## EXERCISE DETAILS
Extract, from the records beneath this instruction, each line that contains the word "argc".

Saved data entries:
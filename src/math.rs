/*!
 * The `Math` namespace: `floor` and `random`
 *
 * `random` draws from an explicit `JsRandom` instead of a hidden process-wide
 * generator, so whoever needs randomness owns (and seeds) it.
 */

use rand::rngs::StdRng;
use rand::{Rng, SeedableRng};
use wasm_bindgen::prelude::*;

use crate::utils::{clock_seed, trace};

/// Largest integer not greater than `x`, as an `i32`.
///
/// Inputs outside the `i32` range saturate and NaN maps to 0.
#[inline]
pub fn floor(x: f64) -> i32 {
    libm::floor(x) as i32
}

/// wasm export of [`floor`]
#[wasm_bindgen(js_name = floor)]
pub fn js_floor(x: f64) -> i32 {
    floor(x)
}

/// Pseudo-random source behind `Math.random()`. Not cryptographically secure.
#[derive(Debug, Clone)]
pub struct JsRandom {
    rng: StdRng,
    seed: u64,
}

impl JsRandom {
    /// Generator with a fixed seed; equal seeds give equal sequences
    pub fn with_seed(seed: u64) -> Self {
        JsRandom {
            rng: StdRng::seed_from_u64(seed),
            seed,
        }
    }

    /// Generator seeded from the wall clock
    pub fn from_clock() -> Self {
        let seed = clock_seed();
        trace!("Math.random seeded from clock: {}", seed);
        Self::with_seed(seed)
    }

    pub fn seed(&self) -> u64 {
        self.seed
    }

    /// Next value in `[0, 1)`
    pub fn random(&mut self) -> f64 {
        self.rng.r#gen::<f64>()
    }
}

#[cfg(test)]
mod tests {
    use super::*;
    use approx::assert_relative_eq;

    #[test]
    fn test_floor_basic() {
        assert_eq!(floor(0.0), 0);
        assert_eq!(floor(2.7), 2);
        assert_eq!(floor(-2.3), -3);
        assert_eq!(floor(-0.5), -1);
        assert_eq!(floor(5.0), 5);
        assert_eq!(floor(-7.0), -7);
    }

    #[test]
    fn test_floor_bounds_property() {
        let samples = [-1e9, -12345.678, -1.0001, -0.0, 0.25, 3.5, 999.999, 2.1e9];
        for x in samples {
            let f = floor(x) as f64;
            assert!(f <= x, "floor({}) = {} exceeds input", x, f);
            assert!(x < f + 1.0, "floor({}) = {} is too small", x, f);
        }
    }

    #[test]
    fn test_floor_out_of_range_saturates() {
        assert_eq!(floor(1e12), i32::MAX);
        assert_eq!(floor(-1e12), i32::MIN);
        assert_eq!(floor(f64::NAN), 0);
    }

    #[test]
    fn test_random_in_unit_interval() {
        let mut rng = JsRandom::with_seed(7);
        for _ in 0..10_000 {
            let r = rng.random();
            assert!((0.0..1.0).contains(&r), "value {} outside [0, 1)", r);
        }
    }

    #[test]
    fn test_random_is_reproducible() {
        let mut a = JsRandom::with_seed(1234);
        let mut b = JsRandom::with_seed(1234);
        for _ in 0..100 {
            assert_relative_eq!(a.random(), b.random());
        }
        assert_eq!(a.seed(), 1234);
    }

    #[test]
    fn test_random_differs_across_seeds() {
        let mut a = JsRandom::with_seed(1);
        let mut b = JsRandom::with_seed(2);
        let xs: Vec<f64> = (0..8).map(|_| a.random()).collect();
        let ys: Vec<f64> = (0..8).map(|_| b.random()).collect();
        assert_ne!(xs, ys);
    }

    #[test]
    fn test_random_mean_is_roughly_half() {
        let mut rng = JsRandom::with_seed(99);
        let n = 10_000;
        let mean = (0..n).map(|_| rng.random()).sum::<f64>() / n as f64;
        assert_relative_eq!(mean, 0.5, epsilon = 0.05);
    }
}
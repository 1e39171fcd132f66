/*!
 * Runtime context handed to transpiled code
 *
 * Bundles the argument state, the `Math.random` generator and the console so
 * generated code receives them explicitly instead of through globals.
 * Construction is the initialisation step, so nothing can be used before it.
 */

use std::ffi::OsStr;
use std::io::Write;
use std::process::ExitCode;

use crate::console::{Console, Loggable, StdoutWriter};
use crate::math::JsRandom;
use crate::process::Process;
use crate::utils::trace;

pub struct Runtime<W: Write = StdoutWriter> {
    process: Process,
    random: JsRandom,
    console: Console<W>,
}

impl Runtime<StdoutWriter> {
    /// Capture `args` and seed `Math.random` from the wall clock
    pub fn setargs<I, S>(args: I) -> Self
    where
        I: IntoIterator<Item = S>,
        S: AsRef<OsStr>,
    {
        Self::from_parts(Process::setargs(args), JsRandom::from_clock(), Console::stdout())
    }

    /// Like [`Runtime::setargs`] with a fixed seed
    pub fn with_seed<I, S>(args: I, seed: u64) -> Self
    where
        I: IntoIterator<Item = S>,
        S: AsRef<OsStr>,
    {
        Self::from_parts(Process::setargs(args), JsRandom::with_seed(seed), Console::stdout())
    }

    /// Entry point for emitted programs: initialise from the OS arguments,
    /// run `body`, exit with status 0.
    pub fn main(body: impl FnOnce(&mut Runtime)) -> ExitCode {
        let mut runtime = Self::setargs(std::env::args_os());
        body(&mut runtime);
        trace!("program body finished");
        ExitCode::SUCCESS
    }
}

impl<W: Write> Runtime<W> {
    pub fn from_parts(process: Process, random: JsRandom, console: Console<W>) -> Self {
        trace!(
            "runtime initialised: argc {}, seed {}",
            process.argc(),
            random.seed()
        );
        Runtime {
            process,
            random,
            console,
        }
    }

    pub fn process(&self) -> &Process {
        &self.process
    }

    /// `Math.random()`
    pub fn random(&mut self) -> f64 {
        self.random.random()
    }

    /// `console.log(value)`
    pub fn log(&mut self, value: impl Into<Loggable>) {
        self.console.log(value);
    }

    pub fn console(&self) -> &Console<W> {
        &self.console
    }

    pub fn into_console(self) -> Console<W> {
        self.console
    }
}
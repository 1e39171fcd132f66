/*!
 * `Number(text)` for transpiled programs
 *
 * Follows C-locale `atoi` rather than the JS grammar: leading whitespace,
 * one optional sign, then as many decimal digits as are present. Trailing
 * garbage is ignored and input without digits parses to zero.
 */

use wasm_bindgen::prelude::*;

/// Parse the leading signed decimal integer of `text`.
///
/// Never fails. Values past the `i32` range saturate.
pub fn number(text: &str) -> i32 {
    let bytes = text.as_bytes();
    let mut pos = 0;

    // isspace() in the C locale
    while pos < bytes.len() && matches!(bytes[pos], b' ' | b'\t' | b'\n' | b'\x0b' | b'\x0c' | b'\r') {
        pos += 1;
    }

    let negative = match bytes.get(pos) {
        Some(b'-') => {
            pos += 1;
            true
        }
        Some(b'+') => {
            pos += 1;
            false
        }
        _ => false,
    };

    // Accumulate toward the sign so i32::MIN is reachable without overflow
    let mut value: i32 = 0;
    for &byte in &bytes[pos..] {
        if !byte.is_ascii_digit() {
            break;
        }
        let digit = (byte - b'0') as i32;
        value = if negative {
            value.saturating_mul(10).saturating_sub(digit)
        } else {
            value.saturating_mul(10).saturating_add(digit)
        };
    }

    value
}

/// wasm export of [`number`]
#[wasm_bindgen(js_name = number)]
pub fn js_number(text: &str) -> i32 {
    number(text)
}
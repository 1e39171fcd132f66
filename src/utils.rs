/*!
 * Diagnostics and clock helpers
 *
 * `trace!` mirrors `console_log!` but writes to stderr (or `console.debug`
 * under wasm) so program output on stdout stays untouched.
 */

use std::fmt;

#[cfg(not(target_arch = "wasm32"))]
use once_cell::sync::Lazy;
#[cfg(not(target_arch = "wasm32"))]
use std::time::{Instant, SystemTime, UNIX_EPOCH};

#[cfg(not(target_arch = "wasm32"))]
static TRACE_EPOCH: Lazy<Instant> = Lazy::new(Instant::now);

/// Emit a runtime diagnostic.
///
/// Diagnostics never go to stdout, which belongs to `console.log`. Nothing is
/// formatted unless the `trace` feature is on.
macro_rules! trace {
    ($($t:tt)*) => {
        if cfg!(feature = "trace") {
            $crate::utils::write_trace(format_args!($($t)*))
        }
    };
}

pub(crate) use trace;

pub(crate) fn write_trace(message: fmt::Arguments<'_>) {
    #[cfg(target_arch = "wasm32")]
    {
        if let Some(window) = web_sys::window() {
            if let Some(performance) = window.performance() {
                let timestamp = performance.now();
                web_sys::console::debug_1(&format!("[{:.3}ms] {}", timestamp, message).into());
                return;
            }
        }

        web_sys::console::debug_1(&format!("[crush] {}", message).into());
    }

    #[cfg(not(target_arch = "wasm32"))]
    {
        let elapsed = TRACE_EPOCH.elapsed().as_secs_f64() * 1000.0;
        eprintln!("[{:.3}ms] {}", elapsed, message);
    }
}

/// Seed derived from the current wall-clock time.
pub fn clock_seed() -> u64 {
    #[cfg(target_arch = "wasm32")]
    {
        // Date.now() is in whole milliseconds; SystemTime::now panics on
        // wasm32-unknown-unknown.
        js_sys::Date::now() as u64
    }

    #[cfg(not(target_arch = "wasm32"))]
    {
        match SystemTime::now().duration_since(UNIX_EPOCH) {
            Ok(duration) => duration.as_nanos() as u64,
            // Clock set before 1970: still a usable seed
            Err(err) => err.duration().as_nanos() as u64,
        }
    }
}
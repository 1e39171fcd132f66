/*!
 * CrushScript runtime
 *
 * JavaScript-style globals for programs transpiled from a small JS subset:
 * - `Number(text)` with C `atoi` semantics
 * - `Math.floor` and a seedable `Math.random`
 * - `console.log` for integers and strings
 * - owned `Int32Array` storage
 * - `process.argv` capture, bundled with the rest in a `Runtime`
 *
 * Native builds print to stdout; wasm builds route through the host console.
 */

mod console;
mod math;
mod number;
mod process;
mod runtime;
mod typed_array;
mod types;
mod utils;

use wasm_bindgen::prelude::*;

#[wasm_bindgen(js_name = getVersion)]
pub fn get_version() -> String {
    env!("CARGO_PKG_VERSION").to_string()
}

/// Initialize the WASM module
/// This should be called once when the module is loaded
#[cfg(target_arch = "wasm32")]
#[wasm_bindgen(start)]
pub fn init() {
    // Set panic hook for better error reporting in development
    #[cfg(feature = "console_error_panic_hook")]
    console_error_panic_hook::set_once();

    utils::trace!("CrushScript runtime initialized - version {}", get_version());
}

pub use console::{log, Console, HostConsole, Loggable, StdoutWriter};
pub use math::{floor, JsRandom};
pub use number::number;
pub use process::Process;
pub use runtime::Runtime;
pub use typed_array::{js_constructor_int32_array, Int32Array};
pub use types::{ShimError, ShimResult};
pub use utils::clock_seed;
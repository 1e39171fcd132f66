/*!
 * `process.argv` / `process.argc`
 *
 * Argument slots are shifted by one: the OS argument `i` lands in slot
 * `i + 1`, and slot 0 is reserved for a program name that is never written
 * unless the caller opts in with [`Process::with_program_name`]. The stored
 * count is therefore always one more than the number of supplied arguments.
 */

use std::ffi::OsStr;

use crate::utils::trace;

/// Command-line state captured once at startup
#[derive(Debug, Clone, PartialEq, Eq)]
pub struct Process {
    program: Option<String>,
    args: Vec<String>,
}

impl Process {
    /// Capture `args` into slots `1..=args.len()`.
    ///
    /// Any bytes are accepted; invalid UTF-8 is replaced with U+FFFD.
    pub fn setargs<I, S>(args: I) -> Self
    where
        I: IntoIterator<Item = S>,
        S: AsRef<OsStr>,
    {
        let args: Vec<String> = args
            .into_iter()
            .map(|arg| arg.as_ref().to_string_lossy().into_owned())
            .collect();
        trace!("process.argv captured: {} supplied, argc {}", args.len(), args.len() + 1);
        Process { program: None, args }
    }

    /// Capture the arguments of the running executable.
    ///
    /// The executable path is OS argument 0 and so sits in slot 1.
    pub fn from_env() -> Self {
        Self::setargs(std::env::args_os())
    }

    /// Fill the reserved slot 0
    pub fn with_program_name(mut self, name: impl Into<String>) -> Self {
        self.program = Some(name.into());
        self
    }

    /// Number of slots, reserved slot 0 included
    pub fn argc(&self) -> usize {
        self.args.len() + 1
    }

    /// Slot `index`; `None` for the unwritten slot 0 or past the end
    pub fn arg(&self, index: usize) -> Option<&str> {
        match index {
            0 => self.program.as_deref(),
            i => self.args.get(i - 1).map(String::as_str),
        }
    }

    /// All slots in order, slot 0 as `None` when unwritten
    pub fn argv(&self) -> impl Iterator<Item = Option<&str>> + '_ {
        std::iter::once(self.program.as_deref()).chain(self.args.iter().map(|a| Some(a.as_str())))
    }

    /// The supplied arguments, without the reserved slot
    pub fn supplied(&self) -> &[String] {
        &self.args
    }
}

## RESULT OF THE TASK
            "runtime initialised: argc {}, seed {}",
            process.argc(),
 * `process.argv` / `process.argc`
        trace!("process.argv captured: {} supplied, argc {}", args.len(), args.len() + 1);
    pub fn argc(&self) -> usize {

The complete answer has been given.